(Material for this task)

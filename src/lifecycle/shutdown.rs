//! Shutdown coordination for the proxy.

use tokio::sync::broadcast;

/// Coordinator for graceful shutdown.
///
/// Provides a broadcast channel that the server (and tests) subscribe to.
#[derive(Clone)]
pub struct Shutdown {
    /// Broadcast channel sender.
    tx: broadcast::Sender<()>,
}

impl Shutdown {
    /// Create a new shutdown coordinator.
    pub fn new() -> Self {
        let (tx, _) = broadcast::channel(1);
        Self { tx }
    }

    /// Subscribe to the shutdown signal.
    pub fn subscribe(&self) -> broadcast::Receiver<()> {
        self.tx.subscribe()
    }

    /// Trigger the shutdown signal.
    pub fn trigger(&self) {
        let _ = self.tx.send(());
    }
}

impl Default for Shutdown {
    fn default() -> Self {
        Self::new()
    }
}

(End Material for this task)

## Work request
If a line of the data contains the word "channel", count it; say how many such lines there are and nothing else.

## Solution to this task
3